━━━━━ RECORDS SUPPLIED

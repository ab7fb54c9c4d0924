//! Robust delay statistics over a calibration run.
//!
//! Median / MAD outlier rejection, then mean and population standard deviation
//! over the surviving samples. The median of an even-length list is the
//! lower-middle element, not the average of the two middle elements.

use contracts::{CalibrationResult, CalibrationSample};
use tracing::debug;

use crate::error::{CalibrationError, Result};

/// Scales a MAD to a standard deviation under a normal distribution
pub const MAD_SCALE: f64 = 1.4826;

/// Lower-middle element of an already sorted slice
#[inline]
fn lower_median(sorted: &[f64]) -> f64 {
    sorted[(sorted.len() - 1) / 2]
}

fn sorted(values: impl IntoIterator<Item = f64>) -> Vec<f64> {
    let mut values: Vec<f64> = values.into_iter().collect();
    // Stable: equal delays keep their input order
    values.sort_by(f64::total_cmp);
    values
}

/// Analyse a run
///
/// Samples with `|delay - median| <= outlier_sigma * MAD * 1.4826` are kept.
///
/// # Errors
/// - `NoSamples` for an empty input
/// - `AllRejected` when nothing survives the bound
pub fn analyze(samples: &[CalibrationSample], outlier_sigma: f64) -> Result<CalibrationResult> {
    if samples.is_empty() {
        return Err(CalibrationError::NoSamples);
    }

    let delays: Vec<f64> = samples.iter().map(CalibrationSample::delay_ms).collect();

    let median = lower_median(&sorted(delays.iter().copied()));
    let mad = lower_median(&sorted(delays.iter().map(|d| (d - median).abs())));
    let bound = outlier_sigma * mad * MAD_SCALE;

    let kept = sorted(
        delays
            .iter()
            .copied()
            .filter(|d| (d - median).abs() <= bound),
    );
    if kept.is_empty() {
        return Err(CalibrationError::AllRejected {
            total: delays.len(),
        });
    }

    let n = kept.len() as f64;
    let mean = kept.iter().sum::<f64>() / n;
    let variance = kept.iter().map(|d| (d - mean).powi(2)).sum::<f64>() / n;
    let std_dev = variance.sqrt();

    let result = CalibrationResult {
        median_delay_ms: lower_median(&kept),
        mean_delay_ms: mean,
        std_dev_ms: std_dev,
        sample_count: kept.len(),
        outlier_count: delays.len() - kept.len(),
        estimated_precision_ms: std_dev / n.sqrt(),
    };

    debug!(
        median_ms = result.median_delay_ms,
        mad_ms = mad,
        kept = result.sample_count,
        outliers = result.outlier_count,
        "calibration analysed"
    );

    Ok(result)
}

#[cfg(test)]
mod tests {
    use super::*;

    fn samples(delays_ms: &[f64]) -> Vec<CalibrationSample> {
        delays_ms
            .iter()
            .enumerate()
            .map(|(i, d)| {
                let flash = i as i64 * 250_000_000;
                CalibrationSample {
                    flash_timestamp_nanos: flash,
                    camera_timestamp_nanos: flash + (d * 1_000_000.0).round() as i64,
                    brightness: 0.9,
                }
            })
            .collect()
    }

    #[test]
    fn test_single_outlier_rejected() {
        let input = samples(&[10.0, 10.2, 9.8, 10.1, 50.0, 9.9, 10.0, 10.3, 9.7, 10.0]);
        let result = analyze(&input, 2.5).unwrap();

        assert_eq!(result.outlier_count, 1);
        assert_eq!(result.sample_count, 9);
        assert!((result.median_delay_ms - 10.0).abs() < 1e-9);
        assert!((result.mean_delay_ms - 10.0).abs() < 1e-9);
        // 50 ms would push the stddev far above 1 ms
        assert!(result.std_dev_ms < 0.2);
        let expected_precision = result.std_dev_ms / 3.0;
        assert!((result.estimated_precision_ms - expected_precision).abs() < 1e-12);
    }

    #[test]
    fn test_empty_input() {
        assert_eq!(analyze(&[], 2.5), Err(CalibrationError::NoSamples));
    }

    #[test]
    fn test_all_rejected() {
        // Any finite spread is beyond a negative bound
        let input = samples(&[1.0, 2.0, 3.0]);
        assert_eq!(
            analyze(&input, -1.0),
            Err(CalibrationError::AllRejected { total: 3 })
        );
    }

    #[test]
    fn test_lower_middle_median() {
        let input = samples(&[4.0, 1.0, 3.0, 2.0]);
        let result = analyze(&input, 10.0).unwrap();
        assert!((result.median_delay_ms - 2.0).abs() < 1e-9);
        assert_eq!(result.outlier_count, 0);
    }

    #[test]
    fn test_boundary_is_inclusive() {
        // median 10, deviations [0, 0, 2, 2, 0] -> MAD 0 -> only exact medians kept
        let input = samples(&[10.0, 10.0, 12.0, 8.0, 10.0]);
        let result = analyze(&input, 3.0).unwrap();
        assert_eq!(result.sample_count, 3);
        assert_eq!(result.outlier_count, 2);
        assert_eq!(result.std_dev_ms, 0.0);
    }

    #[test]
    fn test_single_sample() {
        let result = analyze(&samples(&[16.5]), 2.5).unwrap();
        assert_eq!(result.sample_count, 1);
        assert!((result.median_delay_ms - 16.5).abs() < 1e-9);
        assert_eq!(result.estimated_precision_ms, 0.0);
    }
}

━━━━━━━━━━

| WORK TASK |
Each line in the listing is to be returned exactly.

| OUTPUT FOR THIS EXERCISE |
repository ab7fb54c9c4d0924
//! Robust delay statistics over a calibration run.
//!
//! Median / MAD outlier rejection, then mean and population standard deviation
//! over the surviving samples. The median of an even-length list is the
//! lower-middle element, not the average of the two middle elements.

use contracts::{CalibrationResult, CalibrationSample};
use tracing::debug;

use crate::error::{CalibrationError, Result};

/// Scales a MAD to a standard deviation under a normal distribution
pub const MAD_SCALE: f64 = 1.4826;

/// Lower-middle element of an already sorted slice
#[inline]
fn lower_median(sorted: &[f64]) -> f64 {
    sorted[(sorted.len() - 1) / 2]
}

fn sorted(values: impl IntoIterator<Item = f64>) -> Vec<f64> {
    let mut values: Vec<f64> = values.into_iter().collect();
    // Stable: equal delays keep their input order
    values.sort_by(f64::total_cmp);
    values
}

/// Analyse a run
///
/// Samples with `|delay - median| <= outlier_sigma * MAD * 1.4826` are kept.
///
/// # Errors
/// - `NoSamples` for an empty input
/// - `AllRejected` when nothing survives the bound
pub fn analyze(samples: &[CalibrationSample], outlier_sigma: f64) -> Result<CalibrationResult> {
    if samples.is_empty() {
        return Err(CalibrationError::NoSamples);
    }

    let delays: Vec<f64> = samples.iter().map(CalibrationSample::delay_ms).collect();

    let median = lower_median(&sorted(delays.iter().copied()));
    let mad = lower_median(&sorted(delays.iter().map(|d| (d - median).abs())));
    let bound = outlier_sigma * mad * MAD_SCALE;

    let kept = sorted(
        delays
            .iter()
            .copied()
            .filter(|d| (d - median).abs() <= bound),
    );
    if kept.is_empty() {
        return Err(CalibrationError::AllRejected {
            total: delays.len(),
        });
    }

    let n = kept.len() as f64;
    let mean = kept.iter().sum::<f64>() / n;
    let variance = kept.iter().map(|d| (d - mean).powi(2)).sum::<f64>() / n;
    let std_dev = variance.sqrt();

    let result = CalibrationResult {
        median_delay_ms: lower_median(&kept),
        mean_delay_ms: mean,
        std_dev_ms: std_dev,
        sample_count: kept.len(),
        outlier_count: delays.len() - kept.len(),
        estimated_precision_ms: std_dev / n.sqrt(),
    };

    debug!(
        median_ms = result.median_delay_ms,
        mad_ms = mad,
        kept = result.sample_count,
        outliers = result.outlier_count,
        "calibration analysed"
    );

    Ok(result)
}

#[cfg(test)]
mod tests {
    use super::*;

    fn samples(delays_ms: &[f64]) -> Vec<CalibrationSample> {
        delays_ms
            .iter()
            .enumerate()
            .map(|(i, d)| {
                let flash = i as i64 * 250_000_000;
                CalibrationSample {
                    flash_timestamp_nanos: flash,
                    camera_timestamp_nanos: flash + (d * 1_000_000.0).round() as i64,
                    brightness: 0.9,
                }
            })
            .collect()
    }

    #[test]
    fn test_single_outlier_rejected() {
        let input = samples(&[10.0, 10.2, 9.8, 10.1, 50.0, 9.9, 10.0, 10.3, 9.7, 10.0]);
        let result = analyze(&input, 2.5).unwrap();

        assert_eq!(result.outlier_count, 1);
        assert_eq!(result.sample_count, 9);
        assert!((result.median_delay_ms - 10.0).abs() < 1e-9);
        assert!((result.mean_delay_ms - 10.0).abs() < 1e-9);
        // 50 ms would push the stddev far above 1 ms
        assert!(result.std_dev_ms < 0.2);
        let expected_precision = result.std_dev_ms / 3.0;
        assert!((result.estimated_precision_ms - expected_precision).abs() < 1e-12);
    }

    #[test]
    fn test_empty_input() {
        assert_eq!(analyze(&[], 2.5), Err(CalibrationError::NoSamples));
    }

    #[test]
    fn test_all_rejected() {
        // Any finite spread is beyond a negative bound
        let input = samples(&[1.0, 2.0, 3.0]);
        assert_eq!(
            analyze(&input, -1.0),
            Err(CalibrationError::AllRejected { total: 3 })
        );
    }

    #[test]
    fn test_lower_middle_median() {
        let input = samples(&[4.0, 1.0, 3.0, 2.0]);
        let result = analyze(&input, 10.0).unwrap();
        assert!((result.median_delay_ms - 2.0).abs() < 1e-9);
        assert_eq!(result.outlier_count, 0);
    }

    #[test]
    fn test_boundary_is_inclusive() {
        // median 10, deviations [0, 0, 2, 2, 0] -> MAD 0 -> only exact medians kept
        let input = samples(&[10.0, 10.0, 12.0, 8.0, 10.0]);
        let result = analyze(&input, 3.0).unwrap();
        assert_eq!(result.sample_count, 3);
        assert_eq!(result.outlier_count, 2);
        assert_eq!(result.std_dev_ms, 0.0);
    }

    #[test]
    fn test_single_sample() {
        let result = analyze(&samples(&[16.5]), 2.5).unwrap();
        assert_eq!(result.sample_count, 1);
        assert!((result.median_delay_ms - 16.5).abs() < 1e-9);
        assert_eq!(result.estimated_precision_ms, 0.0);
    }
}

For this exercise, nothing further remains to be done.